Ihre Überprüfung hat sich speziell mit folgenden Themen befasst:
Durch die Durchsicht von Studien zu diesen Bereichen versuchten die Autoren, das derzeitige Verständnis sensomotorischer Funktionsstörungen zusammenzufassen und praktische, evidenzbasierte Möglichkeiten für Therapeut/inn/en zur Beurteilung dieser Defizite zu identifizieren.
Die Arbeit bestätigt, dass nach einer VKB-Verletzung eine Funktionsstörung im sensomotorischen System weit verbreitet ist, die sich auf afferente Bahnen (somatosensorisches und visuelles System), efferente Bahnen und die zentrale Verarbeitung auswirkt.
Spezifisch:
Nach Durchsicht der Literatur kamen die Autoren zu dem Schluss, dass die Bewertung der Propriozeption, der Schmerzen, der Schwellung, des visuell-motorischen Vertrauens, der visuell-motorischen Verarbeitungsfähigkeit, der Muskelkraft und der willentlichen Aktivierung die wichtigsten praktischen Möglichkeiten zur Objektivierung des Ausmaßes der sensomotorischen Funktionsstörung nach einer VKB-Verletzung darstellen.
Der klinische Kommentar beschreibt dann die Einzelheiten, wie diese Bewertungen durchzuführen sind:
Für somatosensorische Beurteilunglegt das Papier den Schwerpunkt auf Propriozeption, Schmerzen und Erguss.

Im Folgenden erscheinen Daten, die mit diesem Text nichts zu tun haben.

//! Well-known clipboard format tags and the text preview fast path
//!
//! Format tags are opaque everywhere else in the crate. The constants here
//! only exist so previews can pick the first text-like representation.

use crate::interface::{ClipboardEvent, FormatTag};

pub const UTF8_PLAIN_TEXT: &str = "public.utf8-plain-text";
pub const UTF16_PLAIN_TEXT: &str = "public.utf16-plain-text";
pub const RTF: &str = "public.rtf";

/// Default preview length used by list displays
pub const PREVIEW_CHARS: usize = 100;

/// Shown for an event with no items
pub const EMPTY_PREVIEW: &str = "Empty clipboard";

/// Decode a text representation. Returns None for non-text tags.
pub fn decode_text(tag: &FormatTag, payload: &[u8]) -> Option<String> {
    match tag.as_str() {
        UTF8_PLAIN_TEXT => Some(String::from_utf8_lossy(payload).into_owned()),
        UTF16_PLAIN_TEXT => Some(decode_utf16(payload)),
        _ => None,
    }
}

/// UTF-16 with optional BOM; little-endian when no BOM is present
fn decode_utf16(payload: &[u8]) -> String {
    let (big_endian, body) = match payload {
        [0xFE, 0xFF, rest @ ..] => (true, rest),
        [0xFF, 0xFE, rest @ ..] => (false, rest),
        _ => (false, payload),
    };
    let units = body.chunks_exact(2).map(|pair| {
        if big_endian {
            u16::from_be_bytes([pair[0], pair[1]])
        } else {
            u16::from_le_bytes([pair[0], pair[1]])
        }
    });
    char::decode_utf16(units)
        .map(|c| c.unwrap_or(char::REPLACEMENT_CHARACTER))
        .collect()
}

/// Collapse runs of whitespace (newlines, tabs) into single spaces and trim
fn normalize_whitespace(text: &str) -> String {
    text.split_whitespace().collect::<Vec<_>>().join(" ")
}

/// Human-readable one-line preview of an event.
///
/// Uses the first text representation in item/representation order.
/// Falls back to `[tag]` of the very first representation.
pub fn preview(event: &ClipboardEvent, max_chars: usize) -> String {
    let text = event
        .items
        .iter()
        .flat_map(|item| item.representations.iter())
        .find_map(|rep| decode_text(&rep.format, &rep.payload));

    if let Some(text) = text {
        let normalized = normalize_whitespace(&text);
        if normalized.chars().count() <= max_chars {
            return normalized;
        }
        let mut truncated: String = normalized.chars().take(max_chars).collect();
        truncated.push_str("...");
        return truncated;
    }

    match event.items.first().and_then(|item| item.representations.first()) {
        Some(rep) => format!("[{}]", rep.format),
        None => EMPTY_PREVIEW.to_string(),
    }
}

Propriozeption umfasst den Sinn für die Position des Gelenks, die Kinästhesie, den Sinn für die Geschwindigkeit der Bewegung und den Kraftsinn. Da für die drei letztgenannten Tests spezielle Geräte erforderlich sind, empfiehlt der klinische Kommentar den Gelenk Position Sense Test für den Einsatz in der klinischen Praxis.
SCHMERZEN
Die Autoren empfehlen die Verwendung der Numerischen Schmerzbewertungsskala (NPRS) oder der Visuellen Analogskala (VAS). Für muskuloskelettale und chronische Schmerzen werden Veränderungen von 1,4 cm bis 2 cm empfohlen. Es wird empfohlen, die Schmerzen in jeder Sitzung zu beurteilen, bis sie abgeklungen sind.
Erguss
Der Sweep-Test und der Ballottement-Test sind zur Beurteilung der Menge des Ergusses im Bereich des Kniegelenks durchzuführen. Die Autoren wiesen darauf hin, dass der Erguss wie die Schmerzen in jeder Sitzung beurteilt werden sollte, bis er abgeklungen ist.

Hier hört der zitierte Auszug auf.